Hello, all you good lookin’ screenwriters out there. I’m here to ramble at you about notes. Mainly to you youngsters.
I have about two years worth of professional reading experience on my otherwise laughable resume, I’ve been through a few undergraduate and graduate level writing programs, and I’ve occasionally read scripts for strangers on the internet, some of whom were kind enough to pay me. In other words, I’ve given a note or two. Does this make me the most qualified person in the room to be giving advice on notes? Probably not. But I like to think I’m not completely useless either, and there’s a few thoughts I want to put out there in the screenwriting aether.

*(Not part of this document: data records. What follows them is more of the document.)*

//! The arbitrary precision signed integer value type.

use super::error::MpIntError;
use super::limb::LimbType;
use super::limbs_buffer::{
    find_first_set_bit_mp, find_last_set_bit_mp, test_bit_mp, LimbsBuffer,
};
use core::hash;

/// An arbitrary precision signed integer in sign-and-magnitude representation.
///
/// The magnitude is kept normalized at all times: its most significant limb is non-zero or the
/// magnitude is empty, in which case the value is zero and never negative.
///
/// Operations come in two flavours:
/// - Free functions like [`add_mp_mp()`](crate::add_mp_mp) write into a caller provided
///   destination and reuse its storage. The destination can never alias one of the inputs, but
///   the inputs may alias each other.
/// - Methods like [`MpInt::checked_add()`] return a fresh value.
///
/// On failure, a destination is always left holding a valid value.
#[derive(Default, Clone)]
pub struct MpInt {
    pub(crate) negative: bool,
    pub(crate) limbs: LimbsBuffer,
}

impl MpInt {
    /// The zero value, without any allocation.
    pub const fn new() -> Self {
        Self { negative: false, limbs: LimbsBuffer::new() }
    }

    /// Construct a value from a sign and a little endian sequence of magnitude limbs.
    ///
    /// The limbs need not be normalized.
    pub fn try_from_limbs(negative: bool, limbs: &[LimbType]) -> Result<Self, MpIntError> {
        let mut r = Self { negative, limbs: LimbsBuffer::try_from_limbs(limbs)? };
        r.normalize();
        Ok(r)
    }

    pub(crate) fn from_limbs_buffer(negative: bool, limbs: LimbsBuffer) -> Self {
        let mut r = Self { negative, limbs };
        r.normalize();
        r
    }

    /// Fallible counterpart to [`Clone::clone()`].
    pub fn try_clone(&self) -> Result<Self, MpIntError> {
        let mut r = Self::new();
        copy_mp(&mut r, self)?;
        Ok(r)
    }

    /// The normalized magnitude, least significant limb first.
    pub fn limbs(&self) -> &[LimbType] {
        self.limbs.as_slice()
    }

    /// Number of limbs the value can grow to without reallocation.
    pub fn capacity(&self) -> usize {
        self.limbs.capacity()
    }

    pub fn is_zero(&self) -> bool {
        self.limbs.is_empty()
    }

    pub fn is_negative(&self) -> bool {
        self.negative
    }

    /// Returns `-1`, `0` or `1` according to the sign.
    pub fn signum(&self) -> i32 {
        if self.negative {
            -1
        } else if self.is_zero() {
            0
        } else {
            1
        }
    }

    pub(crate) fn is_one_mag(&self) -> bool {
        self.limbs() == [1]
    }

    pub(crate) fn is_odd(&self) -> bool {
        self.limbs.load_l(0) & 1 != 0
    }

    /// Drop high zero limbs and canonicalize the sign of zero.
    pub(crate) fn normalize(&mut self) {
        if self.limbs.normalize() == 0 {
            self.negative = false;
        }
    }

    /// Set to zero, keeping the allocation.
    pub(crate) fn set_zero(&mut self) {
        self.limbs.truncate(0);
        self.negative = false;
    }

    pub(crate) fn try_set_l(&mut self, negative: bool, val: LimbType) -> Result<(), MpIntError> {
        self.limbs.try_copy_from(&[val])?;
        self.negative = negative;
        self.normalize();
        Ok(())
    }

    /// Set to zero and give the backing storage back to the allocator.
    pub fn release(&mut self) {
        self.limbs.release();
        self.negative = false;
    }

    /// Number of bits in the magnitude, zero for zero.
    pub fn bit_length(&self) -> u64 {
        find_last_set_bit_mp(self.limbs())
    }

    /// Number of trailing zero bits in the magnitude, zero for zero.
    pub fn trailing_zeros(&self) -> u64 {
        find_first_set_bit_mp(self.limbs())
    }

    /// Test a bit in the infinite two's complement representation.
    pub fn test_bit(&self, pos: u64) -> bool {
        if !self.negative {
            return test_bit_mp(self.limbs(), pos);
        }
        // -x == ~(x - 1): bits below the lowest set bit of x stay clear, the lowest set bit
        // itself stays set and all bits above get inverted.
        let tz = self.trailing_zeros();
        if pos < tz {
            false
        } else if pos == tz {
            true
        } else {
            !test_bit_mp(self.limbs(), pos)
        }
    }

    /// Negate in place.
    pub fn negate(&mut self) {
        if !self.is_zero() {
            self.negative = !self.negative;
        }
    }

    pub fn checked_neg(&self) -> Result<Self, MpIntError> {
        let mut r = Self::new();
        neg_mp(&mut r, self)?;
        Ok(r)
    }

    pub fn checked_abs(&self) -> Result<Self, MpIntError> {
        let mut r = Self::new();
        abs_mp(&mut r, self)?;
        Ok(r)
    }
}

pub fn copy_mp(w: &mut MpInt, u: &MpInt) -> Result<(), MpIntError> {
    w.limbs.try_copy_from(u.limbs())?;
    w.negative = u.negative;
    Ok(())
}

pub fn neg_mp(w: &mut MpInt, u: &MpInt) -> Result<(), MpIntError> {
    copy_mp(w, u)?;
    w.negate();
    Ok(())
}

pub fn abs_mp(w: &mut MpInt, u: &MpInt) -> Result<(), MpIntError> {
    copy_mp(w, u)?;
    w.negative = false;
    Ok(())
}

impl PartialEq for MpInt {
    fn eq(&self, other: &Self) -> bool {
        self.negative == other.negative && self.limbs() == other.limbs()
    }
}

impl Eq for MpInt {}

impl hash::Hash for MpInt {
    fn hash<H: hash::Hasher>(&self, state: &mut H) {
        self.negative.hash(state);
        self.limbs().hash(state);
    }
}

#[test]
fn test_mpint_normalized_construction() {
    let x = MpInt::try_from_limbs(true, &[0, 0]).unwrap();
    assert!(x.is_zero());
    assert!(!x.is_negative());
    assert_eq!(x.signum(), 0);

    let x = MpInt::try_from_limbs(true, &[5, 0, 0]).unwrap();
    assert_eq!(x.limbs(), &[5]);
    assert!(x.is_negative());
    assert_eq!(x.signum(), -1);
}

#[test]
fn test_mpint_neg_abs() {
    let x = MpInt::try_from_limbs(false, &[1, 2]).unwrap();
    let y = x.checked_neg().unwrap();
    assert!(y.is_negative());
    assert_eq!(y.limbs(), &[1, 2]);
    assert_eq!(y.checked_abs().unwrap(), x);

    let mut z = MpInt::new();
    z.negate();
    assert!(!z.is_negative());

    // Destination reuse keeps the allocation around.
    let mut w = MpInt::try_from_limbs(false, &[1, 2, 3, 4]).unwrap();
    let cap = w.capacity();
    neg_mp(&mut w, &x).unwrap();
    assert_eq!(w, y);
    assert_eq!(w.capacity(), cap);
}

#[test]
fn test_mpint_bits() {
    let x = MpInt::try_from_limbs(false, &[0b1100]).unwrap();
    assert_eq!(x.bit_length(), 4);
    assert_eq!(x.trailing_zeros(), 2);
    assert!(x.test_bit(2));
    assert!(!x.test_bit(1));
    assert!(!x.test_bit(1000));

    // -12 is ...110100 in two's complement.
    let y = x.checked_neg().unwrap();
    assert!(!y.test_bit(0));
    assert!(!y.test_bit(1));
    assert!(y.test_bit(2));
    assert!(!y.test_bit(3));
    assert!(y.test_bit(4));
    assert!(y.test_bit(1000));
    assert_eq!(MpInt::new().bit_length(), 0);
}

#[test]
fn test_mpint_release() {
    let mut x = MpInt::try_from_limbs(true, &[1, 2, 3]).unwrap();
    x.release();
    assert!(x.is_zero());
    assert!(!x.is_negative());
    assert_eq!(x.capacity(), 0);
}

Notes are obviously important. They’re how we gauge the quality of our scripts, and it’s always going to be in our best interests to seek them out whenever we can. Equally as important, however, is that they’re often how we as writers dialogue with one another. They can be a source of growth and connection. Or at the very least, they can be a source of reinforcement. A promise that yes, you can, in fact, do this and get better. How we communicate to each other is what makes us a community, and we have to have each other’s backs.
So I’ll be sharing advice with you in the hopes that you take them and use them for good. To remind you that when you’re giving someone notes, you have a tremendous amount of power, even if the stakes are only one more screenplay to throw on the pile. To create a world where one aspect of screenwriting, just one, doesn’t have to be so unrelentingly miserable.